17 days after Mom’s passing, a diagnosis of early onset Alzheimer’s was confirmed for him. At the time, Dad was 59.
The Tidal Wave
The morning after my mother’s funeral I woke up early and went down to the kitchen by myself. I stood at the counter next to the stove and thought about how Mom’s feet had been in the same spot only a week before. I noticed that a sweater was hanging over one of the kitchen chairs. Her sweater. She had likely been the one to place it there. I was suddenly engulfed by the roaring silence that her absence created. The quiet in the kitchen that morning was deafening, reminding me of the way the beach sounds seconds after an angry wave has finished crashing upon shore.

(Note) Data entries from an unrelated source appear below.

// SPDX-License-Identifier: GPL-3.0-only

//! Binary PPM (P6) images
//!
//! `P6\n<W> <H> 255\n` followed by W×H×3 RGB bytes, nothing else.

use crate::storage;
use image::RgbImage;
use std::path::Path;

/// Serialize an RGB image as P6
pub fn encode_ppm(image: &RgbImage) -> Vec<u8> {
    let header = format!("P6\n{} {} 255\n", image.width(), image.height());
    let mut out = Vec::with_capacity(header.len() + image.as_raw().len());
    out.extend_from_slice(header.as_bytes());
    out.extend_from_slice(image.as_raw());
    out
}

pub fn write_ppm(image: &RgbImage, path: &Path) -> std::io::Result<()> {
    storage::write_atomic(path, &encode_ppm(image))
}

/// Parse a P6 image with maxval 255
///
/// Comments are not supported; whitespace between header fields may be any
/// run of ASCII whitespace, and exactly one whitespace byte ends the header.
pub fn decode_ppm(data: &[u8]) -> Result<RgbImage, String> {
    let mut pos = 0;
    let mut fields = [0u32; 3];

    let magic = next_token(data, &mut pos).ok_or("missing magic number")?;
    if magic != b"P6" {
        return Err(format!(
            "not a binary PPM (magic {:?})",
            String::from_utf8_lossy(magic)
        ));
    }
    for (field, name) in fields.iter_mut().zip(["width", "height", "maxval"]) {
        let token = next_token(data, &mut pos).ok_or_else(|| format!("missing {}", name))?;
        *field = std::str::from_utf8(token)
            .ok()
            .and_then(|s| s.parse().ok())
            .ok_or_else(|| format!("invalid {}", name))?;
    }
    let [width, height, maxval] = fields;
    if maxval != 255 {
        return Err(format!("unsupported maxval {}", maxval));
    }

    // Single whitespace byte after maxval
    pos += 1;
    let expected = width as usize * height as usize * 3;
    let pixels = data.get(pos..).unwrap_or_default();
    if pixels.len() != expected {
        return Err(format!(
            "pixel data is {} bytes, expected {}",
            pixels.len(),
            expected
        ));
    }
    RgbImage::from_raw(width, height, pixels.to_vec())
        .ok_or_else(|| "pixel data does not match dimensions".to_string())
}

pub fn read_ppm(path: &Path) -> Result<RgbImage, String> {
    let data = std::fs::read(path).map_err(|e| format!("{}: {}", path.display(), e))?;
    decode_ppm(&data)
}

fn next_token<'a>(data: &'a [u8], pos: &mut usize) -> Option<&'a [u8]> {
    while *pos < data.len() && data[*pos].is_ascii_whitespace() {
        *pos += 1;
    }
    let start = *pos;
    while *pos < data.len() && !data[*pos].is_ascii_whitespace() {
        *pos += 1;
    }
    (*pos > start).then(|| &data[start..*pos])
}

#[cfg(test)]
mod tests {
    use super::*;

    #[test]
    fn test_header_is_exact() {
        let image = RgbImage::from_pixel(3, 2, image::Rgb([1, 2, 3]));
        let data = encode_ppm(&image);
        assert!(data.starts_with(b"P6\n3 2 255\n"));
        assert_eq!(data.len(), b"P6\n3 2 255\n".len() + 3 * 2 * 3);
    }

    #[test]
    fn test_decode_rejects_short_data() {
        let err = decode_ppm(b"P6\n2 2 255\n\x00\x00").unwrap_err();
        assert!(err.contains("expected 12"));
    }

    #[test]
    fn test_decode_rejects_other_magic() {
        assert!(decode_ppm(b"P3\n1 1 255\n0 0 0").is_err());
        assert!(decode_ppm(b"").is_err());
    }
}
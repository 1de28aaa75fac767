// SPDX-License-Identifier: GPL-3.0-only

//! One-frame V4L2 capture written as PPM
//!
//! For sensors without a libcamera pipeline handler. No request circulation:
//! open the node, grab one frame through a short mmap stream, convert it to
//! RGB and write it.
//!
//! ```text
//! open(/dev/videoN) → grab (warm-up + 1 frame) → retrieve (RGB) → write (P6)
//! ```

pub mod ppm;

use crate::backends::camera::types::{PixelFormat, StreamFormat};
use crate::constants::{SIMPLE_CAPTURE_BUFFER_COUNT, SIMPLE_CAPTURE_WARMUP_FRAMES};
use crate::errors::{AppError, AppResult};
use crate::pipelines::photo::processing::decode_frame;
use image::RgbImage;
use std::path::Path;
use tracing::{debug, info, warn};
use v4l::buffer::Type;
use v4l::io::mmap::Stream;
use v4l::io::traits::CaptureStream;
use v4l::video::Capture;
use v4l::{Device, FourCC};

/// Formats tried, in order, when the node's current format is not decodable
const PREFERRED_FOURCCS: [&[u8; 4]; 3] = [b"YUYV", b"RGB3", b"MJPG"];

fn simple_error(context: &str, err: impl std::fmt::Display) -> AppError {
    AppError::SimpleCapture(format!("{}: {}", context, err))
}

/// Raw bytes of one grabbed frame
struct RawFrame {
    data: Vec<u8>,
    sequence: u32,
}

pub struct SimpleCapture {
    index: usize,
    device: Option<Device>,
    format: Option<StreamFormat>,
    frame: Option<RawFrame>,
}

impl SimpleCapture {
    /// Capture from `/dev/video<index>`
    pub fn new(index: usize) -> Self {
        Self {
            index,
            device: None,
            format: None,
            frame: None,
        }
    }

    pub fn is_open(&self) -> bool {
        self.device.is_some()
    }

    /// Format the node delivers, once opened
    pub fn format(&self) -> Option<StreamFormat> {
        self.format
    }

    /// Open the node and settle on a decodable format
    pub fn open(&mut self) -> AppResult<()> {
        let device = Device::new(self.index)
            .map_err(|e| simple_error(&format!("open /dev/video{}", self.index), e))?;

        let caps = device
            .query_caps()
            .map_err(|e| simple_error("query capabilities", e))?;
        if !caps
            .capabilities
            .contains(v4l::capability::Flags::VIDEO_CAPTURE)
        {
            return Err(AppError::SimpleCapture(format!(
                "{} ({}) cannot capture video",
                caps.card, caps.driver
            )));
        }
        info!(card = %caps.card, driver = %caps.driver, "V4L2 device opened");

        let format = negotiate_format(&device)?;
        info!(format = %format, "V4L2 format selected");

        self.device = Some(device);
        self.format = Some(format);
        self.frame = None;
        Ok(())
    }

    /// Stream a few warm-up frames, keep the next one
    pub fn grab(&mut self) -> AppResult<()> {
        let device = self
            .device
            .as_ref()
            .ok_or_else(|| AppError::SimpleCapture("device is not open".to_string()))?;

        let mut stream = Stream::with_buffers(device, Type::VideoCapture, SIMPLE_CAPTURE_BUFFER_COUNT)
            .map_err(|e| simple_error("create buffer stream", e))?;

        for _ in 0..SIMPLE_CAPTURE_WARMUP_FRAMES {
            stream
                .next()
                .map_err(|e| simple_error("warm-up frame", e))?;
        }

        let (buf, meta) = stream.next().map_err(|e| simple_error("grab frame", e))?;
        let used = match meta.bytesused as usize {
            0 => buf.len(),
            used => used.min(buf.len()),
        };
        debug!(sequence = meta.sequence, bytes = used, "Frame grabbed");

        self.frame = Some(RawFrame {
            data: buf[..used].to_vec(),
            sequence: meta.sequence,
        });
        Ok(())
    }

    /// Convert the grabbed frame to RGB
    pub fn retrieve(&self) -> AppResult<RgbImage> {
        let frame = self
            .frame
            .as_ref()
            .ok_or_else(|| AppError::SimpleCapture("no frame grabbed".to_string()))?;
        let format = self
            .format
            .ok_or_else(|| AppError::SimpleCapture("device is not open".to_string()))?;

        let offsets: Vec<usize> = format.plane_layout().iter().map(|(offset, _)| *offset).collect();
        let captured = decode_frame(&frame.data, &offsets, &format, frame.sequence)
            .map_err(|e| simple_error("convert frame", e))?;
        Ok(captured.image)
    }

    /// Write the grabbed frame as PPM
    pub fn write(&self, path: &Path) -> AppResult<()> {
        let image = self.retrieve()?;
        ppm::write_ppm(&image, path).map_err(|e| simple_error(&path.display().to_string(), e))?;
        info!(
            path = %path.display(),
            width = image.width(),
            height = image.height(),
            "PPM image written"
        );
        Ok(())
    }

    pub fn close(&mut self) {
        if self.device.take().is_some() {
            debug!(index = self.index, "V4L2 device closed");
        }
        self.format = None;
        self.frame = None;
    }
}

/// Keep the current format when decodable, otherwise ask for one we know
fn negotiate_format(device: &Device) -> AppResult<StreamFormat> {
    let current = device
        .format()
        .map_err(|e| simple_error("query format", e))?;
    if let Some(format) = stream_format(&current) {
        return Ok(format);
    }
    debug!(fourcc = %current.fourcc, "Current V4L2 format not supported, negotiating");

    for code in PREFERRED_FOURCCS {
        let mut wanted = current.clone();
        wanted.fourcc = FourCC::new(code);
        match device.set_format(&wanted) {
            Ok(applied) => {
                if let Some(format) = stream_format(&applied) {
                    return Ok(format);
                }
            }
            Err(e) => warn!(fourcc = %wanted.fourcc, error = %e, "V4L2 format refused"),
        }
    }

    Err(AppError::SimpleCapture(format!(
        "no supported pixel format (device offers {})",
        current.fourcc
    )))
}

fn stream_format(format: &v4l::Format) -> Option<StreamFormat> {
    let code = format.fourcc.str().ok()?;
    let pixel_format = PixelFormat::from_fourcc(code)?;
    Some(StreamFormat::new(
        pixel_format,
        format.width,
        format.height,
        format.stride,
    ))
}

I thought of that sound many times in the following months and years after Mom’s death. Carried by the current of swift and irrevocable change, I recognized early on that I wouldn’t be able to swim against the tide. So, I learned to ride the wave.
Decisions were made quickly. I left my job, let our home go to foreclosure and Noah and I moved in with Dad. Because I couldn’t safely care for Dad, Mike and Noah under one roof, Mike’s parents cared for him until I found a skilled nursing facility 9 miles away from us where they could meet Mike’s ever-changing needs. I spent every dime of our retirement savings and relied on public assistance to provide Mike’s care. Every day felt like triage and crisis management, all while I was emotionally vulnerable, experiencing loss and learning to be a single parent.
Currently, there is no treatment to slow or stop the progression of FTD. It began by taking Mike’s personality and his ability to work. Eventually, FTD confined Mike to a wheelchair and made him dependent on others for every activity in his life. This vicious neurological disorder stole Mike’s ability to talk or even swallow. But, he still had a voice.
As Mike’s wife, I was his biggest advocate. I worked with staff and clinicians to develop a plan that would ensure Mike’s comfort and dignity while not prolonging the illness or his struggle. Mike passed away on April 19, 2012 at the age of 33. Just over 3 years from his diagnosis, twenty-one days after Noah turned 4 and only months before we might have celebrated a decade of marriage.
Eight misdiagnoses. No available treatment to stop the progression. A terminal outcome. This is a conversation that has to change.
Taking The Power Back From FTD
After Mike passed away, I felt as though FTD had been all powerful in our lives. Taking Noah’s father. Making me a widow at 32. Forcing me to leave the community and the home where Mike and I had planned to raise a family. And, I was so angry about it. I became determined that FTD would not have the final word in Mike’s life or in my family’s story. In the summer of 2012, I contacted The Association for Frontotemporal Degeneration and offered myself as an advocate and a volunteer. This was the start of a relationship that enables me to be a voice for families and take some of the power back from FTD.
In the past six years I have spoken at colleges, conferences, hospitals, the Massachusetts State House and on Capitol Hill to share Mike’s story and our family’s experience with rare disease. I have become the Director of Caregiver Support Services and Public Relations at the MGH Frontotemporal Disorders Unit. I have been appointed to the National Alzheimer’s Project Act (NAPA) Advisory Council on Alzheimer’s Research Care and Services. I now sit on the Advisory Council of the Massachusetts Alzheimer’s Disease Research Center. I have reached hundreds of caregivers. But, it is not enough. More people need to hear about the experiences of caregivers. More people need to know how they can support their loved ones, friends, neighbors, and colleagues who are struggling with rare disease. We all need to be reminded that resources, support and love are out there.